Louisiana Carbon Storage Projects Surging on Fatter Tax Breaks and Blue Fuel Visions

At the center of a rush to build carbon storage is the state of Louisiana, where the number of applications to build long-term storage is equal to half the sites operating globally.

CF Industries’ complex on the Mississippi River in Donaldson, Louisiana
CF Industries’ complex on the Mississippi River in Donaldson, Louisiana, is the largest ammonia production facility in the world, and the state’s largest carbon dioxide emitter.
Source: CF Industries.

Louisiana’s energy companies are racing in a new direction chasing rich tax credits and hopes for blue fuels.

An economy built on producing oil and gas and turning them into fuels and chemicals is now the leader, by far, in projects to capture and store carbon dioxide emitted by the massive petrochemical and refining facilities along the Mississippi River.

Out of 28 applications for CO2 injection projects in the US, 15 are in Louisiana, said Steve Lee, director of the injection and mining division of the Louisiana Department of Natural Resources, during a recent presentation at the CO2 Conference in Midland, Texas.
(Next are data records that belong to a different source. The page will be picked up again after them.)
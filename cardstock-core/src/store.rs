//! Centralized state store with reducer pattern

use crate::Action;

/// A reducer function that handles actions and mutates state.
///
/// Returns `true` if the state changed. The change indicator gates
/// change-notification and listener predicates downstream, so reducers
/// should return `false` for no-op transitions.
pub type Reducer<S, A> = fn(&mut S, A) -> bool;

/// Centralized state container with a Redux-like reducer.
///
/// The store holds one state value and funnels every mutation through
/// `dispatch`. Concurrent access is layered on top by
/// [`StateHandle`](crate::StateHandle); the store itself is single-owner.
///
/// # Example
/// ```ignore
/// #[derive(Default)]
/// struct Ledger {
///     entries: Vec<String>,
/// }
///
/// fn reducer(state: &mut Ledger, action: LedgerAction) -> bool {
///     match action {
///         LedgerAction::Record(entry) => {
///             state.entries.push(entry);
///             true
///         }
///         LedgerAction::Noop => false,
///     }
/// }
///
/// let mut store = Store::new(Ledger::default(), reducer);
/// store.dispatch(LedgerAction::Record("hello".into()));
/// ```
pub struct Store<S, A: Action> {
    state: S,
    reducer: Reducer<S, A>,
}

impl<S, A: Action> Store<S, A> {
    /// Create a new store with initial state and reducer
    pub fn new(state: S, reducer: Reducer<S, A>) -> Self {
        Self { state, reducer }
    }

    /// Dispatch an action to the store
    ///
    /// Returns `true` if the reducer reports a state change.
    pub fn dispatch(&mut self, action: A) -> bool {
        (self.reducer)(&mut self.state, action)
    }

    /// Get a reference to the current state
    pub fn state(&self) -> &S {
        &self.state
    }

    /// Get a mutable reference to the state
    ///
    /// Use this sparingly - prefer dispatching actions for state changes.
    /// Mutations made this way bypass middleware and change notification.
    pub fn state_mut(&mut self) -> &mut S {
        &mut self.state
    }
}

/// Middleware trait for intercepting actions
///
/// Implement this trait to add logging, persistence, or other
/// cross-cutting concerns around the reducer.
pub trait Middleware<A: Action> {
    /// Called before the action reaches the reducer
    fn before(&mut self, action: &A);

    /// Called after the reducer ran, with its change indicator
    fn after(&mut self, action: &A, state_changed: bool);
}

/// A no-op middleware that does nothing
#[derive(Debug, Clone, Copy, Default)]
pub struct NoopMiddleware;

impl<A: Action> Middleware<A> for NoopMiddleware {
    fn before(&mut self, _action: &A) {}
    fn after(&mut self, _action: &A, _state_changed: bool) {}
}

/// Middleware that logs actions through `tracing`
#[derive(Debug, Clone, Default)]
pub struct LoggingMiddleware {
    /// Whether to log before dispatch
    pub log_before: bool,
    /// Whether to log after dispatch
    pub log_after: bool,
}

impl LoggingMiddleware {
    /// Create a new logging middleware with default settings (log after only)
    pub fn new() -> Self {
        Self {
            log_before: false,
            log_after: true,
        }
    }

    /// Create a logging middleware that logs both before and after
    pub fn verbose() -> Self {
        Self {
            log_before: true,
            log_after: true,
        }
    }
}

impl<A: Action> Middleware<A> for LoggingMiddleware {
    fn before(&mut self, action: &A) {
        if self.log_before {
            tracing::debug!(action = %action.name(), "Dispatching action");
        }
    }

    fn after(&mut self, action: &A, state_changed: bool) {
        if self.log_after {
            tracing::debug!(
                action = %action.name(),
                state_changed = state_changed,
                "Action processed"
            );
        }
    }
}

/// Compose multiple middleware into a single middleware
pub struct ComposedMiddleware<A: Action> {
    middlewares: Vec<Box<dyn Middleware<A> + Send>>,
}

impl<A: Action> std::fmt::Debug for ComposedMiddleware<A> {
    fn fmt(&self, f: &mut std::fmt::Formatter<'_>) -> std::fmt::Result {
        f.debug_struct("ComposedMiddleware")
            .field("middlewares_count", &self.middlewares.len())
            .finish()
    }
}

impl<A: Action> Default for ComposedMiddleware<A> {
    fn default() -> Self {
        Self::new()
    }
}

impl<A: Action> ComposedMiddleware<A> {
    /// Create a new composed middleware
    pub fn new() -> Self {
        Self {
            middlewares: Vec::new(),
        }
    }

    /// Add a middleware to the composition
    pub fn add<M: Middleware<A> + Send + 'static>(&mut self, middleware: M) {
        self.middlewares.push(Box::new(middleware));
    }
}

impl<A: Action> Middleware<A> for ComposedMiddleware<A> {
    fn before(&mut self, action: &A) {
        for middleware in &mut self.middlewares {
            middleware.before(action);
        }
    }

    fn after(&mut self, action: &A, state_changed: bool) {
        // Call in reverse order for proper nesting
        for middleware in self.middlewares.iter_mut().rev() {
            middleware.after(action, state_changed);
        }
    }
}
If all those permit requests lead to operating projects, they would increase the current number of sites globally by 50%, according to an annual survey by the Global Carbon Capture and Storage (CCS) Institute, which supports the growth of storage.

The trigger for this uptick was the 2022 US Inflation Reduction Act that includes large increases in the tax credits—which can be paid in cash for up to 5 years to companies that reduce their emissions by capturing CO2 and then injecting it into subsurface storage.
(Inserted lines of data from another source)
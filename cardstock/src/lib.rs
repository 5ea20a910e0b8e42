//! Client-side state engine for assembling card print projects
//!
//! A card project is an ordered sequence of slots, each with a front and a
//! back image picked from a searchable card database. This crate holds the
//! whole client state (search settings, cached search results, the
//! project itself, cardbacks, invalid-selection warnings, modals, error
//! notifications) and a Reactive Coordinator that keeps those stores
//! mutually consistent: editing a query re-fetches its results, fresh
//! results re-select images, a refreshed cardback list revalidates the
//! project cardback, and so on.
//!
//! # Architecture
//!
//! Built on [`cardstock_core`]: one [`AppAction`](action::AppAction) enum,
//! one root [`reducer`](reducer::reducer) over [`AppState`](state::AppState),
//! and a table of named coordinator rules (see [`coordinator`]) registered
//! as listeners on the dispatch loop. Reactions run as independent tasks,
//! re-read state after every await, and surface fetch failures as keyed
//! error notifications instead of retrying.
//!
//! # Example
//!
//! ```ignore
//! use std::sync::Arc;
//! use cardstock::{Engine, FileConfigStore, HttpBackend};
//!
//! let backend = Arc::new(HttpBackend::new("https://server.example"));
//! let config = Arc::new(FileConfigStore::new(path));
//! let engine = Engine::start(backend, config);
//!
//! engine.configure_backend("https://server.example");
//! engine.import_text("2x island\n1 swamp");
//! // ... reactions fetch results and pick default images
//! ```

pub mod action;
pub mod backend;
pub mod config;
pub mod coordinator;
pub mod engine;
pub mod import;
pub mod model;
pub mod reducer;
pub mod selectors;
pub mod state;
pub mod testing;

pub use action::AppAction;
pub use backend::{Backend, BackendError, HttpBackend, CARDS_PAGE_SIZE};
pub use config::{ConfigStore, FileConfigStore, PersistedSettings};
pub use engine::Engine;
pub use import::{parse_decklist, slots_from_text, DecklistLine};
pub use model::{CardDocument, CardType, Face, SearchQuery, SourceDescriptor};
pub use reducer::reducer;
pub use state::{
    AppState, BackendState, CardDocumentsState, CardbacksState, ErrorNotification,
    InvalidIdentifier, InvalidIdentifiersState, Modal, ModalState, NotificationsState, Project,
    ProjectMember, SearchResultsState, SearchSettings, SettingsState, Slot, SourcesState,
};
In Louisiana, the key number in the bill is the top rate paid for injecting CO2 into sites designed to store it permanently—$85 per metric ton for facilities that begin construction prior to 1 January 2033.

For owners of chemical plants, this can go a long way toward paying the high cost of carbon-reducing projects required by investors and lenders, and it opens the door for them to get into the business of selling low-carbon blue fuels.
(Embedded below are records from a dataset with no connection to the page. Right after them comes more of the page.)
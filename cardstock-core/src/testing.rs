//! Test support for dispatch-loop assertions

use std::sync::{Arc, Mutex};
use std::time::Duration;

use crate::action::Action;
use crate::handle::StateHandle;
use crate::store::Middleware;

/// Middleware that records the name of every dispatched action.
///
/// Clone it before handing it to a runtime; the clone shares the record and
/// can be queried from the test body.
#[derive(Clone, Default)]
pub struct RecordingMiddleware {
    names: Arc<Mutex<Vec<String>>>,
}

impl RecordingMiddleware {
    /// Create an empty recorder.
    pub fn new() -> Self {
        Self::default()
    }

    /// Names of all dispatched actions, in dispatch order.
    pub fn names(&self) -> Vec<String> {
        self.names.lock().expect("recorder lock").clone()
    }

    /// How many dispatched actions carried the given name.
    pub fn count(&self, name: &str) -> usize {
        self.names
            .lock()
            .expect("recorder lock")
            .iter()
            .filter(|n| n.as_str() == name)
            .count()
    }

    /// Forget everything recorded so far.
    pub fn clear(&self) {
        self.names.lock().expect("recorder lock").clear();
    }
}

impl<A: Action> Middleware<A> for RecordingMiddleware {
    fn before(&mut self, _action: &A) {}

    fn after(&mut self, action: &A, _state_changed: bool) {
        self.names
            .lock()
            .expect("recorder lock")
            .push(action.name().to_string());
    }
}

/// Await a state predicate, panicking if it does not hold within `timeout`.
///
/// The asynchronous assertion used by integration tests: dispatch, then
/// `eventually(...)` the invariant the reactions are expected to restore.
pub async fn eventually<S, A, F>(handle: &StateHandle<S, A>, timeout: Duration, predicate: F)
where
    S: Send + Sync + 'static,
    A: Action,
    F: FnMut(&S) -> bool,
{
    if handle.wait_for(predicate, timeout).await.is_err() {
        panic!("state predicate not reached within {timeout:?}");
    }
}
Louisiana, with its vast supplies of CO2 that can be separated out at an affordable cost and vast stores of open pore space in the ground, is a test bed for this hydrocarbon-based energy transition.

“Our geology is really good in Louisiana. Also, we have an extensive pipeline network and lots of CO2. Half of our CO2 is from industrial emissions, so it is good for capture,” Lee said.

Connecting those resources to create a CO2 storage business also requires large numbers of skilled deal makers, engineers, lawyers, and politicians because what they are building is neither simple nor an easy sell.

A recent deal, described in corporate releases, helps show the complexities and motivations required to capture, deliver, and store industrial CO2.

It starts at the world’s biggest ammonia-producing facilities in Donaldson, Louisiana, owned by CF Industries. The company wants to rid itself of the title of the state’s largest CO2 emitter with a plan to invest $200 million in a unit that will pull CO2 out of its exhaust streams, remove the water, and compress the gas to its supercritical state for shipment.

Based on what is known as the 45Q tax credit ($85/ton) for captured gas that is stored, CF could collect about $170 million a year if it reaches its 2 million tons a year target.

A significant chunk of that cash will flow to ExxonMobil for providing secure underground storage capacity and managing transportation by EnLink Midstream.

A pipeline route, reusing older lines, when possible, will move the gas more than 100 miles to Pecan Island, where ExxonMobil is working to create a storage hub on a 125,000-acre site. Hundreds of wells have been drilled in the scenic coastal location by ExxonMobil, going back to drilling by Humble Oil in the 1940s.